WHAT THE TASK REQUIRES: Among the lines of data below, reproduce only those from the one with "use tracing::debug;" through the one with "if let Directive::Dropped(family)", exactly as they stand, both ends included.

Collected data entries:
● ● ● ●
/// Line dispatcher
///
/// Routes a trimmed line to the first matching directive family. Order
/// matters because several keywords share prefixes (`if`/`ifdef`,
/// `loop`/`looper`), so the checks below must stay in this sequence.

use crate::directive::{CollectionKind, Directive, DirectiveFamily};
use crate::patterns::{self, *};
use tracing::debug;

/// Classify one trimmed line
pub fn classify(line: &str) -> Directive<'_> {
    let directive = if line.starts_with(FUNC_KEYWORD) {
        classify_function(line)
    } else if line.starts_with(LOOP_KEYWORD) {
        classify_loop(line)
    } else if line.starts_with(IF_KEYWORD) {
        classify_if(line)
    } else if line.starts_with(ELIF_KEYWORD) {
        classify_elif(line)
    } else if line.starts_with(ELSE_KEYWORD) {
        Directive::Else
    } else if line.starts_with(DEF_KEYWORD) {
        classify_event_hook(line)
    } else if patterns::COLLECTION_LITERAL.is_match(line) {
        classify_collection(line)
    } else if line.starts_with(PRINT_CALL) {
        classify_broadcast(line)
    } else if line.is_empty() || line.starts_with(COMMENT_MARKER) {
        Directive::Comment(line)
    } else {
        Directive::Passthrough(line)
    };

    if let Directive::Dropped(family) = directive {
        debug!(?family, line, "directive did not match its pattern, dropping");
    }

    directive
}

fn classify_function(line: &str) -> Directive<'_> {
    match patterns::FUNCTION.captures(line) {
        Some(caps) => Directive::Function {
            params: caps.get(1).map_or("", |m| m.as_str()),
            name: caps.get(2).map_or("", |m| m.as_str()),
        },
        None => Directive::Dropped(DirectiveFamily::Function),
    }
}

fn classify_loop(line: &str) -> Directive<'_> {
    match patterns::LOOP.captures(line) {
        Some(caps) => Directive::Loop {
            label: caps.get(1).map_or("", |m| m.as_str()),
        },
        None => Directive::Dropped(DirectiveFamily::Loop),
    }
}

fn classify_if(line: &str) -> Directive<'_> {
    match patterns::IF.captures(line) {
        Some(caps) => Directive::If {
            left: caps.get(1).map_or("", |m| m.as_str()),
            right: caps.get(2).map_or("", |m| m.as_str()),
        },
        None => Directive::Dropped(DirectiveFamily::If),
    }
}

fn classify_elif(line: &str) -> Directive<'_> {
    match patterns::ELIF.captures(line) {
        Some(caps) => Directive::Elif {
            condition: caps.get(1).map_or("", |m| m.as_str()),
        },
        None => Directive::Dropped(DirectiveFamily::Elif),
    }
}

fn classify_event_hook(line: &str) -> Directive<'_> {
    match patterns::EVENT_HOOK.captures(line) {
        Some(caps) => Directive::EventHook {
            event: caps.get(1).map_or("", |m| m.as_str()),
            param: caps.get(2).map_or("", |m| m.as_str()),
        },
        None => Directive::Dropped(DirectiveFamily::EventHook),
    }
}

/// The category comes from keyword containment anywhere in the line, not
/// from the assigned identifier.
fn classify_collection(line: &str) -> Directive<'_> {
    CollectionKind::ALL
        .into_iter()
        .find(|kind| line.contains(kind.keyword()))
        .map_or(
            Directive::Dropped(DirectiveFamily::CollectionLiteral),
            Directive::CollectionLiteral,
        )
}

fn classify_broadcast(line: &str) -> Directive<'_> {
    match patterns::BROADCAST.captures(line) {
        Some(caps) => Directive::Broadcast {
            message: caps.get(1).map_or("", |m| m.as_str()),
        },
        None => Directive::Dropped(DirectiveFamily::Broadcast),
    }
}
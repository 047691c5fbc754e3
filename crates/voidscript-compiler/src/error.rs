/// Error types for the VoidScript compiler

use std::path::PathBuf;
use thiserror::Error;

use crate::toolchain::{StepOutcome, ToolStep};

pub type Result<T> = std::result::Result<T, CompileError>;

#[derive(Error, Debug)]
pub enum CompileError {
    #[error("I/O error: {0}")]
    Io(#[from] std::io::Error),

    #[error("File not found: {0}")]
    FileNotFound(PathBuf),

    #[error("Formatting error: {0}")]
    Fmt(#[from] std::fmt::Error),

    #[error("Could not serialize plugin descriptor: {0}")]
    Descriptor(#[from] serde_yaml::Error),

    #[error("{step} step {outcome}")]
    Toolchain { step: ToolStep, outcome: StepOutcome },
}

impl CompileError {
    pub fn toolchain(step: ToolStep, outcome: StepOutcome) -> Self {
        CompileError::Toolchain { step, outcome }
    }
}
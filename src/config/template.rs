//! Header/footer template applied to our own outgoing text.

use super::ConfigError;

/// Placeholder for the original message text inside the template.
pub const PLACEHOLDER: &str = "{message}";

/// Fixed text put around outgoing messages, e.g. an organisation banner.
#[derive(Debug, Clone, PartialEq, Eq)]
pub struct WrapTemplate {
    header: String,
    footer: String,
}

impl WrapTemplate {
    /// Parse `header{message}footer`. The placeholder must appear exactly
    /// once and the template must add something around it.
    pub fn parse(template: &str) -> Result<Self, ConfigError> {
        let mut parts = template.split(PLACEHOLDER);
        let (Some(header), Some(footer), None) = (parts.next(), parts.next(), parts.next()) else {
            return Err(ConfigError::Template(format!(
                "template must contain {} exactly once",
                PLACEHOLDER
            )));
        };

        if header.is_empty() && footer.is_empty() {
            return Err(ConfigError::Template(
                "template has no header or footer".to_string(),
            ));
        }

        Ok(Self {
            header: header.to_string(),
            footer: footer.to_string(),
        })
    }

    /// Whether `content` already carries the header and footer.
    pub fn is_wrapped(&self, content: &str) -> bool {
        content.len() >= self.header.len() + self.footer.len()
            && content.starts_with(&self.header)
            && content.ends_with(&self.footer)
    }

    /// Wrap `content`, leaving already wrapped text unchanged.
    pub fn wrap(&self, content: &str) -> String {
        if self.is_wrapped(content) {
            return content.to_string();
        }
        format!("{}{}{}", self.header, content, self.footer)
    }
}
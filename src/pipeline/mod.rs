//! Message pipeline: ordered sequential handlers, then parallel fan-out.

mod engine;
mod tasks;

pub use engine::{Flow, ParallelHandler, Pipeline, PipelineState, SequentialHandler};
pub use tasks::TaskPool;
● ● ● ●
WRITTEN REPLY:
use tracing::debug;

/// Classify one trimmed line
pub fn classify(line: &str) -> Directive<'_> {
    let directive = if line.starts_with(FUNC_KEYWORD) {
        classify_function(line)
    } else if line.starts_with(LOOP_KEYWORD) {
        classify_loop(line)
    } else if line.starts_with(IF_KEYWORD) {
        classify_if(line)
    } else if line.starts_with(ELIF_KEYWORD) {
        classify_elif(line)
    } else if line.starts_with(ELSE_KEYWORD) {
        Directive::Else
    } else if line.starts_with(DEF_KEYWORD) {
        classify_event_hook(line)
    } else if patterns::COLLECTION_LITERAL.is_match(line) {
        classify_collection(line)
    } else if line.starts_with(PRINT_CALL) {
        classify_broadcast(line)
    } else if line.is_empty() || line.starts_with(COMMENT_MARKER) {
        Directive::Comment(line)
    } else {
        Directive::Passthrough(line)
    };

    if let Directive::Dropped(family) = directive {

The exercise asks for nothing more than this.